ウクライナ出身の男性バレエダンサー、ルドルフ ヌレエフ(1938-1993)
父親の赴任先へ向かう途中のシベリア鉄道の車両内で生まれた。生まれた時からすでにドラマチックなエピソードを持つ彼はいろいろな意味で伝説的なダンサーで、現代ずば抜けているダンサーがいるとすれば、ヌレエフの再来と比喩されるほどの人物だ。

生まれ持ってのアーティスト気質、激しい性格と反抗的な態度。
思うのだけど、反抗的であるってことは、自分が信じるのもがはっきりしていて、それをおびやかす何かに対して常に疑問や怒りがあって、それって自分自身を表現するために、すごく大事なことだと思う。
良い子ちゃんで素晴らしいアーティストもたくさんいると思うけど、自然に湧き出る怒れる反抗心はアーティストとしてかなりのアドバンテージだと思う。それがクリエーションのエネルギーとなれば最大の武器で、強いメッセージにもなるからだ。コムデギャルソンの川久保玲氏もそんなようなことを言っていた。ただ怒ってるだけだったら、とりあえずそれは身内で居酒屋とかで完結させていただきたいのだけど。

彼の人生で大きな転機だったのは23歳の時パリでの公演後、政治的理由でフランスに亡命したこと。この、亡命っていう言葉って、現代に暮らして、特に日本(島国)に住んでいると、いったいどれだけのものなのか想像出来かねるのだけど、ヨーロッパに住んでいると、移民問題っていうのは日常茶飯事で、その亡命の言葉の裏に潜んでいる事実って、国や家族を捨てるということに直結する。
結構前だけど国際的にニュースになって覚えているのは、2013年にアメリカ人の国家安全保安局のエドワードスノーデンが、アメリカ合衆国を含む全世界でのインターネット、電話回線の傍受という当時の政府の違法行為を内部告発をして亡命中。現在はロシアで国籍取得中だという。スノーデンは正当な行為をしたのに、自分の国を敵にまわしてしまった。。

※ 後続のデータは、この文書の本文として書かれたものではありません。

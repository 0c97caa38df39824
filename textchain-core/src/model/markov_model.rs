use std::collections::HashMap;

use serde::{Deserialize, Serialize};

use super::Code;
use super::chain::Chain;
use super::encoder::WordsEncoder;
use crate::error::{ChainError, Result};

/// Code-independent view of a model: token window -> next token -> count.
pub type TokenTable = HashMap<Vec<String>, HashMap<String, u64>>;

/// A trained model: the vocabulary together with the transition table
/// built under it.
///
/// # Invariants
/// - Every code in `chain` (keys and successors) is assigned by `encoder`
/// - `chain.state_size()` is fixed for the life of the model
#[derive(Serialize, Deserialize, Clone, Debug, PartialEq)]
pub struct MarkovModel {
	encoder: WordsEncoder,
	chain: Chain,
}

impl MarkovModel {
	/// Returns an empty model with windows of `state_size` tokens.
	pub fn new(state_size: usize) -> Result<Self> {
		Ok(Self { encoder: WordsEncoder::new(), chain: Chain::new(state_size)? })
	}

	/// Pairs an encoder with a chain trained under it.
	///
	/// # Errors
	/// Returns `UnknownCode` if the chain refers to a code the encoder never
	/// assigned.
	pub fn from_parts(encoder: WordsEncoder, chain: Chain) -> Result<Self> {
		for state in chain.states() {
			for code in state.key().iter().copied().chain(state.transitions().map(|(next, _)| next)) {
				encoder.decode(code)?;
			}
		}
		Ok(Self { encoder, chain })
	}

	pub fn state_size(&self) -> usize {
		self.chain.state_size()
	}

	pub fn encoder(&self) -> &WordsEncoder {
		&self.encoder
	}

	pub fn chain(&self) -> &Chain {
		&self.chain
	}

	/// Merges a model trained under another encoder into this one.
	///
	/// Codes of `other` are reconciled first: a token already known keeps this
	/// model's code, an unseen token gets a newly minted one. Counts are then
	/// summed state by state.
	///
	/// # Errors
	/// Returns `StateSizeMismatch` if the window sizes differ.
	pub fn merge(&mut self, other: &Self) -> Result<()> {
		if self.state_size() != other.state_size() {
			return Err(ChainError::StateSizeMismatch {
				expected: self.state_size(),
				actual: other.state_size(),
			});
		}

		let remap = self.reconcile(&other.encoder);
		let mut remapped = Chain::new(self.state_size())?;
		for state in other.chain.states() {
			let key = remap_codes(&remap, state.key())?;
			for (next, count) in state.transitions() {
				remapped.add(&key, remap_code(&remap, next)?, count)?;
			}
		}
		self.chain.merge(&remapped)
	}

	/// Fits every token of `other` into this encoder and returns the
	/// `other code -> own code` mapping.
	pub(crate) fn reconcile(&mut self, other: &WordsEncoder) -> HashMap<Code, Code> {
		other
			.entries()
			.map(|(code, token)| (code, self.encoder.fit(token)))
			.collect()
	}

	/// Decodes the whole transition table into tokens.
	///
	/// Two models hold the same content if their token tables are equal, even
	/// when their codes were assigned in a different order.
	pub fn token_table(&self) -> Result<TokenTable> {
		let mut table = TokenTable::new();
		for state in self.chain.states() {
			let key = state
				.key()
				.iter()
				.map(|code| self.encoder.decode(*code).map(str::to_owned))
				.collect::<Result<Vec<_>>>()?;
			let nexts = table.entry(key).or_default();
			for (next, count) in state.transitions() {
				*nexts.entry(self.encoder.decode(next)?.to_owned()).or_insert(0) += count;
			}
		}
		Ok(table)
	}
}

fn remap_code(remap: &HashMap<Code, Code>, code: Code) -> Result<Code> {
	remap.get(&code).copied().ok_or(ChainError::UnknownCode(code))
}

fn remap_codes(remap: &HashMap<Code, Code>, codes: &[Code]) -> Result<Vec<Code>> {
	codes.iter().map(|code| remap_code(remap, *code)).collect()
}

。

脱線したけど、とにかく亡命という行為の背景には計り知れない覚悟が必要なのである。
23歳のヌレエフはフランスでの遠征公演中に、ただただ純粋な向上心や好奇心から、現地のダンサーや関係者とコミュニケーションを積極的にはかったり、インスピレーションを得ようと街を勝手に出歩いたりするんだけど、当時の情勢では、公演に同行していたソ連国家保安委員の目には、彼はただただ“反逆者”として映ってしまう。
そんな若き青年は投獄を恐れて、ただただ自由に踊ること一心に願い、亡命の意思を伝えたのだった。たった23歳で。。。

ヌレエフの人生を追った映画やドキュメンタリーはいくつかあるのだけど、
この亡命劇を中心に若き日の彼をえがいたのが『White Crow』
白いカラスという訳で、類い稀なるものとか、はぐれものっていう意味らしい。

劇中印象的だったのが、
『踊るにはストーリーを語らなくては。
技術は手段にすぎない。』
というメッセージ。
バレエ業界に限らず言えることで、
技術を最大限習得するのも才能だけど、
どう表現するかは技術一辺倒ではオリジナルではない。
ストーリーは自分で語らなくては。
ヌレエフのオリジナリティはたくさんの犠牲があってのストーリーで、
だからこそ孤高で、
生家を持たないシベリア鉄道生まれの彼一人しか語れない物語だった。